On 1/28/25 03:50, Anssi Saari wrote:
> Eben King <e...@gmx.us> writes:
>
> I don't know if there's more history to this issue but a couple of
> things come to mind.
>
>> Checking card:  NVIDIA Corporation GM204 [GeForce GTX 970] (rev a1)
>> Your card is supported by all driver versions.
>> Your card is also supported by the Tesla 470 drivers series.
>
> What about this as an alternative? nvidia-tesla-470-driver instead of
> nvidia-driver?
>
> And what about controlling the fan(s) manually? See for example
> https://askubuntu.com/questions/42494/how-can-i-change-the-nvidia-gpu-fan-speed

Good guess, but that was weird.  The GPU was working today
for reasons unknown, but I figured "what could be the harm in setting the
fan to a higher value?".  So I tried.

eben@cerberus:~$ sudo nvidia-xconfig --cool-bits=4
[sudo] password for eben:
sudo: nvidia-xconfig: command not found

Apparently nvidia-xconfig is not in root's $PATH.  Just for kicks I went
into nvidia-xconfig (as me), checked "Enable GPU Fan Setting", went to
40-some% and hit Apply.  The fan immediately went wonky, returning random
values while presumably not actually running because the GPU temp slowly rose.

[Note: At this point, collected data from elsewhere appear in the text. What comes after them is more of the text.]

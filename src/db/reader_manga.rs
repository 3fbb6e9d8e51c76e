use sqlx::PgPool;

use crate::{
    error::Error,
    model::{ReaderManga, compute_progress},
};

use super::{
    PostgresTransaction,
    chapter::{count_chapters, find_chapter},
    error::DatabaseError,
    manga::find_manga,
    user::ensure_reader_exists,
};

const READER_MANGA_COLUMNS: &str =
    "id, reader_id, manga_id, favorited_at, progress, last_chapter_read";

/// Marks a manga as favorite. Re-marking keeps the original timestamp.
#[tracing::instrument(name = "mark favorite", skip(tx))]
pub async fn mark_favorite(
    tx: &mut PostgresTransaction,
    reader_id: i64,
    manga_id: i64,
) -> Result<ReaderManga, Error> {
    ensure_reader_exists(&mut **tx, reader_id).await?;
    find_manga(&mut **tx, manga_id).await?;

    sqlx::query_as::<_, ReaderManga>(&format!(
        r#"
        INSERT INTO reader_mangas
            (reader_id, manga_id, favorited_at, progress)
        VALUES
            ($1, $2, NOW(), 0.0)
        ON CONFLICT (reader_id, manga_id)
        DO UPDATE SET
            favorited_at = COALESCE(reader_mangas.favorited_at, EXCLUDED.favorited_at)
        RETURNING {READER_MANGA_COLUMNS};
    "#
    ))
    .bind(reader_id)
    .bind(manga_id)
    .fetch_one(&mut **tx)
    .await
    .map_err(|e| DatabaseError::from(e).into())
}

/// Clears the favorite flag; a missing link is left missing.
#[tracing::instrument(name = "unmark favorite", skip(tx))]
pub async fn unmark_favorite(
    tx: &mut PostgresTransaction,
    reader_id: i64,
    manga_id: i64,
) -> Result<Option<ReaderManga>, Error> {
    sqlx::query_as::<_, ReaderManga>(&format!(
        r#"
        UPDATE reader_mangas
        SET
            favorited_at = NULL
        WHERE
            reader_id = $1 AND manga_id = $2
        RETURNING {READER_MANGA_COLUMNS};
    "#
    ))
    .bind(reader_id)
    .bind(manga_id)
    .fetch_optional(&mut **tx)
    .await
    .map_err(|e| DatabaseError::from(e).into())
}

/// Records that a reader finished a chapter and recomputes the reading progress.
///
/// A link created here starts as a favorite. The last chapter read only moves forward,
/// and progress is left untouched while the manga has no chapters.
#[tracing::instrument(name = "record chapter read", skip(tx))]
pub async fn record_chapter_read(
    tx: &mut PostgresTransaction,
    reader_id: i64,
    chapter_id: i64,
) -> Result<ReaderManga, Error> {
    ensure_reader_exists(&mut **tx, reader_id).await?;
    let chapter = find_chapter(&mut **tx, chapter_id).await?;

    sqlx::query(
        r#"
        INSERT INTO reader_mangas
            (reader_id, manga_id, favorited_at)
        VALUES
            ($1, $2, NOW())
        ON CONFLICT (reader_id, manga_id) DO NOTHING;
    "#,
    )
    .bind(reader_id)
    .bind(chapter.manga_id)
    .execute(&mut **tx)
    .await
    .map_err(DatabaseError::from)?;

    let reading = sqlx::query_as::<_, ReaderManga>(&format!(
        r#"
        SELECT {READER_MANGA_COLUMNS}
        FROM
            reader_mangas
        WHERE
            reader_id = $1 AND manga_id = $2
        FOR UPDATE;
    "#
    ))
    .bind(reader_id)
    .bind(chapter.manga_id)
    .fetch_one(&mut **tx)
    .await
    .map_err(DatabaseError::from)?;

    let last_chapter_read = reading.last_chapter_read.max(chapter.chapter_number);
    let total_chapters = count_chapters(&mut **tx, chapter.manga_id).await?;
    let progress = compute_progress(last_chapter_read, total_chapters).unwrap_or(reading.progress);

    tracing::debug!(
        last_chapter_read,
        total_chapters,
        progress,
        "reading progress updated"
    );

    sqlx::query_as::<_, ReaderManga>(&format!(
        r#"
        UPDATE reader_mangas
        SET
            last_chapter_read = $2,
            progress = $3
        WHERE
            id = $1
        RETURNING {READER_MANGA_COLUMNS};
    "#
    ))
    .bind(reading.id)
    .bind(last_chapter_read)
    .bind(progress)
    .fetch_one(&mut **tx)
    .await
    .map_err(|e| DatabaseError::from(e).into())
}

#[tracing::instrument(name = "get reader manga", skip(pool))]
pub async fn get_reader_manga(
    pool: &PgPool,
    reader_id: i64,
    manga_id: i64,
) -> Result<Option<ReaderManga>, Error> {
    sqlx::query_as::<_, ReaderManga>(&format!(
        "SELECT {READER_MANGA_COLUMNS} FROM reader_mangas WHERE reader_id = $1 AND manga_id = $2"
    ))
    .bind(reader_id)
    .bind(manga_id)
    .fetch_optional(pool)
    .await
    .map_err(|e| DatabaseError::from(e).into())
}

#[tracing::instrument(name = "get reading list", skip(pool))]
pub async fn get_reading_list(pool: &PgPool, reader_id: i64) -> Result<Vec<ReaderManga>, Error> {
    sqlx::query_as::<_, ReaderManga>(&format!(
        r#"
        SELECT {READER_MANGA_COLUMNS}
        FROM
            reader_mangas
        WHERE
            reader_id = $1
        ORDER BY favorited_at DESC NULLS LAST, manga_id;
    "#
    ))
    .bind(reader_id)
    .fetch_all(pool)
    .await
    .map_err(|e| DatabaseError::from(e).into())
}
use sqlx::{Postgres, Transaction, migrate::Migrator};

pub mod chapter;
pub mod comment;
pub mod error;
pub mod genre;
pub mod manga;
pub mod rating;
pub mod reader_manga;
pub mod report;
pub mod user;

/// Unit-of-work handle threaded through every catalog mutation.
pub type PostgresTransaction = Transaction<'static, Postgres>;

pub static MIGRATOR: Migrator = sqlx::migrate!("./migrations");
use std::borrow::Cow;

use chrono::{DateTime, Utc};
use serde::{Deserialize, Serialize};
use validator::{ValidateLength, ValidationError, ValidationErrors};

pub const MIN_SCORE: f64 = 0.0;
pub const MAX_SCORE: f64 = 5.0;
pub const MAX_COMMENT_LENGTH: u64 = 1000;

#[derive(Serialize, Deserialize, Debug, Clone, Copy, PartialEq, Eq, sqlx::Type)]
#[sqlx(type_name = "user_kind", rename_all = "snake_case")]
#[serde(rename_all = "snake_case")]
pub enum UserKind {
    Reader,
    Administrator,
}

/// Variant-specific part of a user row.
#[derive(Serialize, Debug, Clone, PartialEq)]
#[serde(tag = "kind", rename_all = "snake_case")]
pub enum Role {
    Reader { codename: String },
    Administrator { uploaded_manga_count: i32 },
}

#[derive(Serialize, Debug, Clone, PartialEq)]
pub struct User {
    pub id: i64,
    pub email: String,
    pub name: String,
    #[serde(flatten)]
    pub role: Role,
}

impl User {
    pub fn kind(&self) -> UserKind {
        match self.role {
            Role::Reader { .. } => UserKind::Reader,
            Role::Administrator { .. } => UserKind::Administrator,
        }
    }

    pub fn codename(&self) -> Option<&str> {
        match &self.role {
            Role::Reader { codename } => Some(codename),
            Role::Administrator { .. } => None,
        }
    }
}

#[derive(Serialize, Deserialize, Debug, Clone, Copy, PartialEq, Eq, Default, sqlx::Type)]
#[sqlx(type_name = "manga_status", rename_all = "snake_case")]
#[serde(rename_all = "snake_case")]
pub enum MangaStatus {
    #[default]
    InProgress,
    Completed,
    OnHiatus,
}

#[derive(sqlx::FromRow, Serialize, Deserialize, Debug, Clone, PartialEq)]
pub struct Manga {
    pub id: i64,
    pub title: String,
    pub author: String,
    pub status: MangaStatus,
    pub created_at: DateTime<Utc>,
}

#[derive(sqlx::FromRow, Serialize, Deserialize, Debug, Clone, PartialEq)]
pub struct Chapter {
    pub id: i64,
    pub manga_id: i64,
    pub title: String,
    pub chapter_number: i32,
    pub page_count: i32,
    pub pages_read: i32,
    pub published_at: DateTime<Utc>,
}

#[derive(sqlx::FromRow, Serialize, Deserialize, Debug, Clone, PartialEq, Eq)]
pub struct Genre {
    pub id: i64,
    pub name: String,
}

#[derive(sqlx::FromRow, Serialize, Deserialize, Debug, Clone, PartialEq, Eq)]
pub struct MangaGenre {
    pub id: i64,
    pub manga_id: i64,
    pub genre_id: i64,
    pub is_primary: bool,
}

/// A genre as seen from one manga.
#[derive(sqlx::FromRow, Serialize, Deserialize, Debug, Clone, PartialEq, Eq)]
pub struct MangaGenreTag {
    pub manga_id: i64,
    pub genre_id: i64,
    pub name: String,
    pub is_primary: bool,
}

#[derive(sqlx::FromRow, Serialize, Deserialize, Debug, Clone, PartialEq)]
pub struct Rating {
    pub id: i64,
    pub reader_id: i64,
    pub manga_id: i64,
    pub score: f64,
}

#[derive(sqlx::FromRow, Serialize, Deserialize, Debug, Clone, PartialEq)]
pub struct Comment {
    pub id: i64,
    pub reader_id: i64,
    pub manga_id: i64,
    pub body: String,
    pub likes: i32,
    pub created_at: DateTime<Utc>,
}

/// Favorite flag and reading progress of one reader on one manga.
#[derive(sqlx::FromRow, Serialize, Deserialize, Debug, Clone, PartialEq)]
pub struct ReaderManga {
    pub id: i64,
    pub reader_id: i64,
    pub manga_id: i64,
    pub favorited_at: Option<DateTime<Utc>>,
    pub progress: f64,
    pub last_chapter_read: i32,
}

impl ReaderManga {
    pub fn is_favorite(&self) -> bool {
        self.favorited_at.is_some()
    }
}

#[derive(Serialize, Deserialize, Debug, Clone, PartialEq)]
pub struct RatingSummary {
    pub average: f64,
    pub count: i64,
}

#[derive(Serialize, Deserialize, Debug, Clone, PartialEq)]
pub struct MangaListItem {
    #[serde(flatten)]
    pub manga: Manga,
    pub genres: Vec<MangaGenreTag>,
}

#[derive(Serialize, Deserialize, Debug, Clone, PartialEq)]
pub struct MangaDetails {
    #[serde(flatten)]
    pub manga: Manga,
    pub genres: Vec<MangaGenreTag>,
    pub chapters: Vec<Chapter>,
    pub rating: RatingSummary,
}

#[derive(Deserialize, Debug, Clone, Default)]
pub struct MangaChanges {
    pub title: Option<String>,
    pub author: Option<String>,
    pub status: Option<MangaStatus>,
}

/// Reading progress in percent once `last_chapter_read` of `total_chapters` are read.
///
/// `None` when the manga has no chapters, so the caller keeps its previous value.
pub fn compute_progress(last_chapter_read: i32, total_chapters: i64) -> Option<f64> {
    if total_chapters <= 0 {
        return None;
    }

    let percent = f64::from(last_chapter_read) / total_chapters as f64 * 100.0;
    Some(round_two_decimals(percent.clamp(0.0, 100.0)))
}

pub fn round_two_decimals(value: f64) -> f64 {
    (value * 100.0).round() / 100.0
}

pub fn validate_score(score: f64) -> Result<(), ValidationErrors> {
    let mut errors = ValidationErrors::new();

    if !(MIN_SCORE..=MAX_SCORE).contains(&score) {
        errors.add(
            "score",
            ValidationError::new("score_range")
                .with_message(Cow::from("Score must be between 0.0 and 5.0")),
        );
        return Err(errors);
    }

    Ok(())
}

pub fn validate_comment_body(body: &str) -> Result<(), ValidationErrors> {
    let mut errors = ValidationErrors::new();

    if !body.validate_length(Some(1), Some(MAX_COMMENT_LENGTH), None) {
        errors.add(
            "body",
            ValidationError::new("body_length")
                .with_message(Cow::from("Comment length must be between 1 and 1000")),
        );
        return Err(errors);
    }

    Ok(())
}

pub fn validate_genre_name(name: &str) -> Result<(), ValidationErrors> {
    let mut errors = ValidationErrors::new();

    if name.trim().is_empty() || !name.validate_length(Some(1), Some(100), None) {
        errors.add(
            "name",
            ValidationError::new("name_length")
                .with_message(Cow::from("Genre name length must be between 1 and 100")),
        );
        return Err(errors);
    }

    Ok(())
}

pub fn validate_pages_read(pages: i32, page_count: i32) -> Result<(), ValidationErrors> {
    let mut errors = ValidationErrors::new();

    if pages < 0 || pages > page_count {
        errors.add(
            "pages",
            ValidationError::new("pages_range")
                .with_message(Cow::from("Pages read must be between 0 and the page count")),
        );
        return Err(errors);
    }

    Ok(())
}
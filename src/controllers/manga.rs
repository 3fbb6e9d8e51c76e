use std::sync::Arc;

use axum::{
    Extension, Json,
    extract::{Path, Query, State},
    http::StatusCode,
};
use serde_aux::field_attributes::deserialize_option_number_from_string;
use validator::Validate;

use crate::{
    db::{
        error::DatabaseError,
        manga::{
            NewManga, add_manga, edit_manga, get_manga_details, get_manga_with_pagination,
            remove_manga,
        },
    },
    error::Error,
    model::{Manga, MangaChanges, MangaDetails, MangaListItem, MangaStatus, User},
    state::SharedAppState,
};

use super::{UrlPath, require_administrator};

const DEFAULT_PAGE_SIZE: i64 = 20;
const MAX_PAGE_OFFSET: i64 = 1_000_000;

#[derive(serde::Deserialize, serde::Serialize, Debug, Validate)]
pub struct Pagination {
    #[serde(default, deserialize_with = "deserialize_option_number_from_string")]
    #[validate(range(min = 0, max = MAX_PAGE_OFFSET))]
    offset: Option<i64>,

    #[serde(default, deserialize_with = "deserialize_option_number_from_string")]
    #[validate(range(min = 1, max = 100))]
    limit: Option<i64>,
}

#[derive(serde::Deserialize, Debug, Validate)]
pub struct StoreMangaRequest {
    #[validate(length(min = 1, max = 255))]
    pub title: String,
    #[validate(length(min = 1, max = 255))]
    pub author: String,
    #[serde(default)]
    pub status: MangaStatus,
}

#[derive(serde::Deserialize, Debug, Validate)]
pub struct UpdateMangaRequest {
    #[validate(length(min = 1, max = 255))]
    pub title: Option<String>,
    #[validate(length(min = 1, max = 255))]
    pub author: Option<String>,
    pub status: Option<MangaStatus>,
}

#[tracing::instrument(name = "[GET] manga", skip_all, fields(parameters = ?pagination))]
pub async fn index(
    State(app_state): State<SharedAppState>,
    Query(pagination): Query<Pagination>,
) -> Result<Json<Vec<MangaListItem>>, Error> {
    pagination.validate().map_err(Error::Validation)?;

    let limit = pagination.limit.unwrap_or(DEFAULT_PAGE_SIZE);
    let skip = pagination.offset.unwrap_or(0) * limit;

    let result = get_manga_with_pagination(&app_state.pool, limit, skip).await?;

    Ok(Json(result))
}

#[tracing::instrument(name = "[GET] manga/{id}", skip_all, fields(path.id = path.id))]
pub async fn show(
    State(app_state): State<SharedAppState>,
    Path(path): Path<UrlPath>,
) -> Result<Json<MangaDetails>, Error> {
    let result = get_manga_details(&app_state.pool, path.id).await?;

    Ok(Json(result))
}

#[tracing::instrument(name = "[POST] manga", skip_all, fields(user_id = user.id))]
pub async fn store(
    Extension(user): Extension<Arc<User>>,
    State(app_state): State<SharedAppState>,
    Json(request): Json<StoreMangaRequest>,
) -> Result<(StatusCode, Json<Manga>), Error> {
    let administrator_id = require_administrator(&user)?;
    request.validate().map_err(Error::Validation)?;

    let mut tx = app_state.pool.begin().await.map_err(DatabaseError::from)?;
    let manga = add_manga(
        &mut tx,
        administrator_id,
        NewManga {
            title: request.title,
            author: request.author,
            status: request.status,
        },
    )
    .await?;
    tx.commit().await.map_err(DatabaseError::from)?;

    Ok((StatusCode::CREATED, Json(manga)))
}

#[tracing::instrument(name = "[PUT] manga/{id}", skip_all, fields(path.id = path.id))]
pub async fn update(
    Extension(user): Extension<Arc<User>>,
    State(app_state): State<SharedAppState>,
    Path(path): Path<UrlPath>,
    Json(request): Json<UpdateMangaRequest>,
) -> Result<Json<Manga>, Error> {
    require_administrator(&user)?;
    request.validate().map_err(Error::Validation)?;

    let mut tx = app_state.pool.begin().await.map_err(DatabaseError::from)?;
    let manga = edit_manga(
        &mut tx,
        path.id,
        MangaChanges {
            title: request.title,
            author: request.author,
            status: request.status,
        },
    )
    .await?;
    tx.commit().await.map_err(DatabaseError::from)?;

    Ok(Json(manga))
}

#[tracing::instrument(name = "[DELETE] manga/{id}", skip_all, fields(path.id = path.id))]
pub async fn destroy(
    Extension(user): Extension<Arc<User>>,
    State(app_state): State<SharedAppState>,
    Path(path): Path<UrlPath>,
) -> Result<StatusCode, Error> {
    let administrator_id = require_administrator(&user)?;

    let mut tx = app_state.pool.begin().await.map_err(DatabaseError::from)?;
    remove_manga(&mut tx, administrator_id, path.id).await?;
    tx.commit().await.map_err(DatabaseError::from)?;

    Ok(StatusCode::NO_CONTENT)
}
#[sqlx::test(migrations = "./migrations")]
#[ignore = "requires PostgreSQL (DATABASE_URL)"]
async fn renaming_genre_onto_existing_name_is_a_constraint_violation(pool: PgPool) {
    let mut tx = pool.begin().await.unwrap();
    create_genre(&mut tx, "Action").await.unwrap();
    let romance = create_genre(&mut tx, "Romance").await.unwrap();
    tx.commit().await.unwrap();

    let mut tx = pool.begin().await.unwrap();
    let result = rename_genre(&mut tx, romance.id, "Action").await;
    assert!(matches!(
        result,
        Err(Error::Database(DatabaseError::ConstraintViolation(_)))
    ));
    drop(tx);

    let mut tx = pool.begin().await.unwrap();
    let missing = rename_genre(&mut tx, 404, "Horror").await;
    assert!(matches!(
        missing,
        Err(Error::Database(DatabaseError::NotFound))
    ));
}

#[sqlx::test(migrations = "./migrations")]
#[ignore = "requires PostgreSQL (DATABASE_URL)"]
async fn deleting_genre_keeps_its_manga(pool: PgPool) {
    let administrator = insert_fake_administrator(&pool).await;
    let manga = insert_fake_manga(&pool, administrator.id).await;

    let mut tx = pool.begin().await.unwrap();
    let genre = create_genre(&mut tx, "Seinen").await.unwrap();
    tag_manga_genre(&mut tx, manga.id, genre.id, true)
        .await
        .unwrap();
    delete_genre(&mut tx, genre.id).await.unwrap();
    tx.commit().await.unwrap();

    let details = get_manga_details(&pool, manga.id).await.unwrap();
    assert!(details.genres.is_empty());
    assert_eq!(details.manga.id, manga.id);
}

#[sqlx::test(migrations = "./migrations")]
#[ignore = "requires PostgreSQL (DATABASE_URL)"]
async fn duplicate_email_and_codename_are_constraint_violations(pool: PgPool) {
    let reader = insert_fake_reader(&pool).await;
    let codename = reader.codename().unwrap().to_string();

    let mut tx = pool.begin().await.unwrap();
    let same_email = create_reader(
        &mut tx,
        NewUser {
            email: reader.email.clone(),
            name: "Someone Else".to_string(),
            password: FAKE_PASSWORD.into(),
        },
        "fresh-codename".to_string(),
    )
    .await;
    assert!(matches!(
        same_email,
        Err(Error::Database(DatabaseError::ConstraintViolation(_)))
    ));
    drop(tx);

    let mut tx = pool.begin().await.unwrap();
    let same_codename = create_reader(
        &mut tx,
        NewUser {
            email: "fresh@localhost.dev".to_string(),
            name: "Someone Else".to_string(),
            password: FAKE_PASSWORD.into(),
        },
        codename,
    )
    .await;
    assert!(matches!(
        same_codename,
        Err(Error::Database(DatabaseError::ConstraintViolation(_)))
    ));
}

#[sqlx::test(migrations = "./migrations")]
#[ignore = "requires PostgreSQL (DATABASE_URL)"]
async fn comments_can_be_liked_replied_and_edited_by_their_author(pool: PgPool) {
    let administrator = insert_fake_administrator(&pool).await;
    let author = insert_fake_reader(&pool).await;
    let other = insert_fake_reader(&pool).await;
    let manga = insert_fake_manga(&pool, administrator.id).await;

    let mut tx = pool.begin().await.unwrap();
    let comment = comment_on_manga(&mut tx, author.id, manga.id, "Peak fiction")
        .await
        .unwrap();

    like_comment(&mut tx, comment.id).await.unwrap();
    let liked = like_comment(&mut tx, comment.id).await.unwrap();
    assert_eq!(liked.likes, 2);

    let reply = reply_to_comment(&mut tx, other.id, comment.id, "Agreed")
        .await
        .unwrap();
    assert_eq!(
        reply.body,
        format!("@{}: Agreed", author.codename().unwrap())
    );
    assert_eq!(reply.manga_id, manga.id);

    let edited = edit_comment(&mut tx, author.id, comment.id, "Peak fiction, truly")
        .await
        .unwrap();
    assert_eq!(edited.body, "Peak fiction, truly");

    let foreign_edit = edit_comment(&mut tx, other.id, comment.id, "Hijacked").await;
    assert!(matches!(
        foreign_edit,
        Err(Error::Database(DatabaseError::NotFound))
    ));

    let empty = comment_on_manga(&mut tx, author.id, manga.id, "").await;
    assert!(matches!(empty, Err(Error::Validation(_))));
}

#[sqlx::test(migrations = "./migrations")]
#[ignore = "requires PostgreSQL (DATABASE_URL)"]
async fn changing_password_requires_the_current_one(pool: PgPool) {
    let reader = insert_fake_reader(&pool).await;

    let mut tx = pool.begin().await.unwrap();
    let result = change_password(
        &mut tx,
        reader.id,
        "not-the-password".into(),
        "new-password".into(),
    )
    .await;
    assert!(matches!(
        result,
        Err(Error::Auth(AuthError::IncorrectCredential))
    ));
    drop(tx);

    let mut tx = pool.begin().await.unwrap();
    change_password(
        &mut tx,
        reader.id,
        FAKE_PASSWORD.into(),
        "new-password".into(),
    )
    .await
    .unwrap();
    tx.commit().await.unwrap();
}
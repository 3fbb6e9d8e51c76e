use std::sync::Arc;

use axum::{
    Extension,
    extract::{Path, State},
    http::StatusCode,
};

use crate::{
    db::{error::DatabaseError, user::delete_user},
    error::Error,
    model::User,
    state::SharedAppState,
};

use super::{UrlPath, require_administrator};

#[tracing::instrument(name = "[DELETE] users/{id}", skip_all, fields(path.id = path.id))]
pub async fn destroy(
    Extension(user): Extension<Arc<User>>,
    State(app_state): State<SharedAppState>,
    Path(path): Path<UrlPath>,
) -> Result<StatusCode, Error> {
    require_administrator(&user)?;

    let mut tx = app_state.pool.begin().await.map_err(DatabaseError::from)?;
    delete_user(&mut tx, path.id).await?;
    tx.commit().await.map_err(DatabaseError::from)?;

    Ok(StatusCode::NO_CONTENT)
}
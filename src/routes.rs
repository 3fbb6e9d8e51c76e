use std::sync::Arc;

use axum::{
    Router,
    body::Body,
    extract::MatchedPath,
    http::{HeaderName, Request, header},
    middleware,
    routing::{delete, get, post, put},
};
use tower::ServiceBuilder;
use tower_http::{
    compression::CompressionLayer,
    request_id::{MakeRequestUuid, PropagateRequestIdLayer, SetRequestIdLayer},
    trace::TraceLayer,
};

use crate::{controllers, middlewares::jwt_auth_middleware, state::AppState};

const REQUEST_ID_HEADER: &str = "x-request-id";

pub fn init_router(app_state: AppState) -> Router {
    let state = Arc::new(app_state);

    let public_route = Router::new()
        .route("/", get(controllers::home::index))
        .route("/auth", post(controllers::auth::store))
        .route("/readers", post(controllers::readers::store))
        .route("/manga", get(controllers::manga::index))
        .route("/manga/{id}", get(controllers::manga::show))
        .route("/manga/{id}/chapters", get(controllers::chapters::index))
        .route("/manga/{id}/comments", get(controllers::comments::index))
        .route("/genres", get(controllers::genres::index))
        .route("/reports/top-rated", get(controllers::reports::top_rated))
        .route("/reports/genres", get(controllers::reports::genres))
        .route(
            "/reports/genres/{name}/engaged-readers",
            get(controllers::reports::engaged_readers),
        )
        .route("/reports/well-rated", get(controllers::reports::well_rated))
        .route("/reports/active-readers", get(controllers::reports::active))
        .route("/reports/statistics", get(controllers::reports::statistics));

    let authenticated_route = Router::new()
        .route("/me", get(controllers::me::index))
        .route("/me/password", put(controllers::me::update_password))
        .route("/me/reading", get(controllers::me::reading))
        .route("/manga", post(controllers::manga::store))
        .route(
            "/manga/{id}",
            put(controllers::manga::update).delete(controllers::manga::destroy),
        )
        .route("/manga/{id}/chapters", post(controllers::chapters::store))
        .route("/manga/{id}/comments", post(controllers::comments::store))
        .route(
            "/manga/{id}/rating",
            put(controllers::ratings::update).delete(controllers::ratings::destroy),
        )
        .route(
            "/manga/{id}/favourite",
            put(controllers::favourites::store).delete(controllers::favourites::destroy),
        )
        .route(
            "/manga/{id}/genres/{genre_id}",
            put(controllers::genres::tag).delete(controllers::genres::untag),
        )
        .route("/chapters/{id}", delete(controllers::chapters::destroy))
        .route("/chapters/{id}/read", post(controllers::chapters::read))
        .route("/chapters/{id}/pages", put(controllers::chapters::pages))
        .route(
            "/chapters/{id}/complete",
            post(controllers::chapters::complete),
        )
        .route(
            "/comments/{id}",
            put(controllers::comments::update).delete(controllers::comments::destroy),
        )
        .route("/comments/{id}/like", post(controllers::comments::like))
        .route("/comments/{id}/replies", post(controllers::comments::reply))
        .route("/genres", post(controllers::genres::store))
        .route(
            "/genres/{id}",
            put(controllers::genres::update).delete(controllers::genres::destroy),
        )
        .route("/administrators", post(controllers::administrators::store))
        .route("/users/{id}", delete(controllers::users::destroy))
        .route_layer(middleware::from_fn_with_state(
            state.clone(),
            jwt_auth_middleware,
        ));

    let x_request_id_header = HeaderName::from_static(REQUEST_ID_HEADER);
    let request_id_middleware = ServiceBuilder::new()
        .layer(SetRequestIdLayer::new(
            x_request_id_header.clone(),
            MakeRequestUuid,
        ))
        .layer(
            TraceLayer::new_for_http().make_span_with(|request: &Request<Body>| {
                let request_id = request
                    .headers()
                    .get(REQUEST_ID_HEADER)
                    .and_then(|value| value.to_str().ok())
                    .unwrap_or_default();
                let user_agent = request
                    .headers()
                    .get(header::USER_AGENT)
                    .and_then(|value| value.to_str().ok())
                    .unwrap_or_default();

                let matched_path = request
                    .extensions()
                    .get::<MatchedPath>()
                    .map(MatchedPath::as_str);

                tracing::info_span!(
                    "http_request",
                    request_id,
                    method = ?request.method(),
                    uri = ?request.uri(),
                    path = matched_path,
                    version = ?request.version(),
                    user_agent,
                )
            }),
        )
        .layer(PropagateRequestIdLayer::new(x_request_id_header));

    public_route
        .merge(authenticated_route)
        .layer(CompressionLayer::new())
        .layer(request_id_middleware)
        .with_state(state)
}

Well, the command's for a different OS so YMMV.  But one of the comments
said "This will generate a completely new xorg.conf and also adds
Option "Coolbits" "4" to Section "Screen"."  Since I currently have no
xorg.conf I wondered why manual fan speed setting was enabled.  I used to
have an xorg.conf to which I'd added that, but things happened.  A bit of
poking around showed it got renamed to

-rw-r--r-- 1 root root 1226 Aug 31 16:47 /etc/X11/xorg.conf.nvidia

so I did

lrwxrwxrwx 1 root root 16 Jan 28 10:13 /etc/X11/xorg.conf -> xorg.conf.nvidia

and restarted X.  No dice, fan's still returning crazy values.
FTR, this is what I mean by "crazy values":

eben@cerberus:~$ ./monitor_fan
2025-01-28 11:23:57 71%
2025-01-28 11:23:58 26%
2025-01-28 11:23:59 0%
2025-01-28 11:24:00 58%
2025-01-28 11:24:01 57%
2025-01-28 11:24:02 103%
2025-01-28 11:24:03 0%
2025-01-28 11:24:04 74%
2025-01-28 11:24:05 18%
2025-01-28 11:24:06 0%
2025-01-28 11:24:07 30%
2025-01-28 11:24:08 75%
2025-01-28 11:24:09 0%
2025-01-28 11:24:11 43%
2025-01-28 11:24:12 34%
2025-01-28 11:24:13 49%
2025-01-28 11:24:14 7%

eben@cerberus:~$ cat monitor_fan
#! /bin/sh
prevSpeed=-1
nvidia-smi --format=csv,noheader,nounits --query-gpu=fan.speed --loop=1 \
| while read currentSpeed ; do
        if [ $currentSpeed -ne $prevSpeed ] ; then
                echo $(date "+%F %T") ${currentSpeed}%
                prevSpeed=$currentSpeed
        fi
done

> Note the possible caveats though.

Yeah.  Worst case, restore /usr from backup.